▶ _PROBLEM TO SOLVE_:
Return the listing below in full, with every line exactly as it is.

=-=-=-=-=

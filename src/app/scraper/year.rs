//! Publication year heuristic
//!
//! Titles on the listing page often carry the year they belong to, either
//! as a bare token or in a phrase like "cântico do congresso de 2024".

use std::sync::LazyLock;

use regex::Regex;

static BARE_YEAR: LazyLock<Regex> = LazyLock::new(|| compile(r"\b(202[0-9])\b"));

static CONGRESS_YEAR: LazyLock<Regex> =
    LazyLock::new(|| compile(r"(?i)\b(?:congresso de|congress of) (\d{4})\b"));

static OF_YEAR: LazyLock<Regex> = LazyLock::new(|| compile(r"(?i)\b(?:de|of) (\d{4})\b"));

fn compile(pattern: &str) -> Regex {
    // Patterns are literals above; failure is a programming error
    Regex::new(pattern).expect("year pattern must compile")
}

/// Extract a year from `title`
///
/// Patterns are tried in order and the first match wins:
/// a bare `202x` token, then "congresso de YYYY", then "de YYYY".
pub fn extract_year(title: &str) -> Option<u32> {
    [&*BARE_YEAR, &*CONGRESS_YEAR, &*OF_YEAR]
        .into_iter()
        .find_map(|pattern| {
            pattern
                .captures(title)
                .and_then(|caps| caps.get(1))
                .and_then(|m| m.as_str().parse::<u32>().ok())
        })
        .filter(|year| *year > 0)
}

#[cfg(test)]
mod tests {
    use super::*;

    #[test]
    fn test_bare_year_token() {
        assert_eq!(extract_year("Canção A 2023"), Some(2023));
        assert_eq!(extract_year("2029 em destaque"), Some(2029));
    }

    #[test]
    fn test_bare_token_must_be_a_whole_word() {
        assert_eq!(extract_year("Faixa 12024"), None);
    }

    #[test]
    fn test_congress_phrase() {
        assert_eq!(extract_year("Cântico do congresso de 2019"), Some(2019));
        assert_eq!(extract_year("Song of the Congress of 2018"), Some(2018));
    }

    #[test]
    fn test_generic_of_phrase() {
        assert_eq!(extract_year("Melodias de 2015"), Some(2015));
        assert_eq!(extract_year("Best of 1999"), Some(1999));
    }

    #[test]
    fn test_first_pattern_wins() {
        // Bare 202x beats the congress phrase even when it appears later
        assert_eq!(extract_year("Congresso de 2019 (reedição 2024)"), Some(2024));
    }

    #[test]
    fn test_no_match_is_unknown() {
        assert_eq!(extract_year("Canção B"), None);
        assert_eq!(extract_year("Salmo 1990"), None);
        assert_eq!(extract_year(""), None);
    }
}
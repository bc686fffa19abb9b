//! Capability interfaces composed by the download service.
//!
//! Production code uses [`LocalStore`](crate::app::LocalStore),
//! [`FeedResolver`](crate::app::FeedResolver),
//! [`ClipScraper`](crate::app::ClipScraper) and
//! [`HttpDownloader`](crate::app::HttpDownloader); tests substitute
//! in-memory implementations.

use std::path::{Path, PathBuf};
use std::sync::Arc;

use async_trait::async_trait;

use crate::app::models::Item;
use crate::errors::{DownloadResult, ResolverResult, ScrapeResult, StorageResult};

/// Completion callback: `(current, total, title)`
pub type ProgressCallback = Arc<dyn Fn(u64, u64, &str) + Send + Sync>;

/// Output directory layout and existence index
#[async_trait]
pub trait ItemStore: Send + Sync {
    /// Whether `filename` is already present in a known bucket or the root
    async fn exists(&self, filename: &str) -> bool;

    /// Configured output root
    fn output_directory(&self) -> &Path;

    /// Create the bucket directory for `item`, returning it
    async fn ensure_directory(&self, item: &Item) -> StorageResult<PathBuf>;

    /// Final on-disk path for `item`; never touches the filesystem
    fn file_path(&self, item: &Item) -> PathBuf;
}

/// Title to download URL lookup
#[async_trait]
pub trait LinkResolver: Send + Sync {
    /// Resolve `title`; a miss is `Ok(None)`, a failed bulk load is an error
    async fn resolve(&self, title: &str) -> ResolverResult<Option<String>>;
}

/// Listing page scraping and per-item enrichment
#[async_trait]
pub trait ItemScraper: Send + Sync {
    /// List candidate items in document order
    async fn list(&self, base_url: &str) -> ScrapeResult<Vec<Item>>;

    /// Attach download URL, year and description to `item` in place
    async fn enrich(&self, item: &mut Item) -> ScrapeResult<()>;
}

/// Binary transfer of resolved items
#[async_trait]
pub trait Downloader: Send + Sync {
    /// Download one item into the store, skipping it if already present
    async fn download(&self, item: &Item) -> DownloadResult<()>;

    /// Download many items concurrently; returns the first collected failure
    async fn download_batch(&self, items: Vec<Item>) -> DownloadResult<()>;

    /// Register the completion callback
    fn set_progress_callback(&self, callback: ProgressCallback);
}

=-=-=-=-=

▶ _ANSWER TO THE PROBLEM_:
filename src/app/scraper/year.rs
//! Publication year heuristic
//!
//! Titles on the listing page often carry the year they belong to, either
//! as a bare token or in a phrase like "cântico do congresso de 2024".

use std::sync::LazyLock;

use regex::Regex;

static BARE_YEAR: LazyLock<Regex> = LazyLock::new(|| compile(r"\b(202[0-9])\b"));

static CONGRESS_YEAR: LazyLock<Regex> =
    LazyLock::new(|| compile(r"(?i)\b(?:congresso de|congress of) (\d{4})\b"));

static OF_YEAR: LazyLock<Regex> = LazyLock::new(|| compile(r"(?i)\b(?:de|of) (\d{4})\b"));

fn compile(pattern: &str) -> Regex {
    // Patterns are literals above; failure is a programming error
    Regex::new(pattern).expect("year pattern must compile")
}

/// Extract a year from `title`
///
/// Patterns are tried in order and the first match wins:
/// a bare `202x` token, then "congresso de YYYY", then "de YYYY".
pub fn extract_year(title: &str) -> Option<u32> {
    [&*BARE_YEAR, &*CONGRESS_YEAR, &*OF_YEAR]
        .into_iter()
        .find_map(|pattern| {
            pattern
                .captures(title)
                .and_then(|caps| caps.get(1))
                .and_then(|m| m.as_str().parse::<u32>().ok())
        })
        .filter(|year| *year > 0)
}

#[cfg(test)]
mod tests {
    use super::*;

    #[test]
    fn test_bare_year_token() {
        assert_eq!(extract_year("Canção A 2023"), Some(2023));
        assert_eq!(extract_year("2029 em destaque"), Some(2029));
    }

    #[test]
    fn test_bare_token_must_be_a_whole_word() {
        assert_eq!(extract_year("Faixa 12024"), None);
    }

    #[test]
    fn test_congress_phrase() {
        assert_eq!(extract_year("Cântico do congresso de 2019"), Some(2019));
        assert_eq!(extract_year("Song of the Congress of 2018"), Some(2018));
    }

    #[test]
    fn test_generic_of_phrase() {
        assert_eq!(extract_year("Melodias de 2015"), Some(2015));
        assert_eq!(extract_year("Best of 1999"), Some(1999));
    }

    #[test]
    fn test_first_pattern_wins() {
        // Bare 202x beats the congress phrase even when it appears later
        assert_eq!(extract_year("Congresso de 2019 (reedição 2024)"), Some(2024));
    }

    #[test]
    fn test_no_match_is_unknown() {
        assert_eq!(extract_year("Canção B"), None);
        assert_eq!(extract_year("Salmo 1990"), None);
        assert_eq!(extract_year(""), None);
    }
}
repository bc686fffa19abb9b
//! Capability interfaces composed by the download service.
//!
//! Production code uses [`LocalStore`](crate::app::LocalStore),
//! [`FeedResolver`](crate::app::FeedResolver),
//! [`ClipScraper`](crate::app::ClipScraper) and
//! [`HttpDownloader`](crate::app::HttpDownloader); tests substitute
//! in-memory implementations.

use std::path::{Path, PathBuf};
use std::sync::Arc;

use async_trait::async_trait;

use crate::app::models::Item;
use crate::errors::{DownloadResult, ResolverResult, ScrapeResult, StorageResult};

/// Completion callback: `(current, total, title)`
pub type ProgressCallback = Arc<dyn Fn(u64, u64, &str) + Send + Sync>;

/// Output directory layout and existence index
#[async_trait]
pub trait ItemStore: Send + Sync {
    /// Whether `filename` is already present in a known bucket or the root
    async fn exists(&self, filename: &str) -> bool;

    /// Configured output root
    fn output_directory(&self) -> &Path;

    /// Create the bucket directory for `item`, returning it
    async fn ensure_directory(&self, item: &Item) -> StorageResult<PathBuf>;

    /// Final on-disk path for `item`; never touches the filesystem
    fn file_path(&self, item: &Item) -> PathBuf;
}

/// Title to download URL lookup
#[async_trait]
pub trait LinkResolver: Send + Sync {
    /// Resolve `title`; a miss is `Ok(None)`, a failed bulk load is an error
    async fn resolve(&self, title: &str) -> ResolverResult<Option<String>>;
}

/// Listing page scraping and per-item enrichment
#[async_trait]
pub trait ItemScraper: Send + Sync {
    /// List candidate items in document order
    async fn list(&self, base_url: &str) -> ScrapeResult<Vec<Item>>;

    /// Attach download URL, year and description to `item` in place
    async fn enrich(&self, item: &mut Item) -> ScrapeResult<()>;
}

/// Binary transfer of resolved items
#[async_trait]
pub trait Downloader: Send + Sync {
    /// Download one item into the store, skipping it if already present
    async fn download(&self, item: &Item) -> DownloadResult<()>;

    /// Download many items concurrently; returns the first collected failure
    async fn download_batch(&self, items: Vec<Item>) -> DownloadResult<()>;

    /// Register the completion callback
    fn set_progress_callback(&self, callback: ProgressCallback);
}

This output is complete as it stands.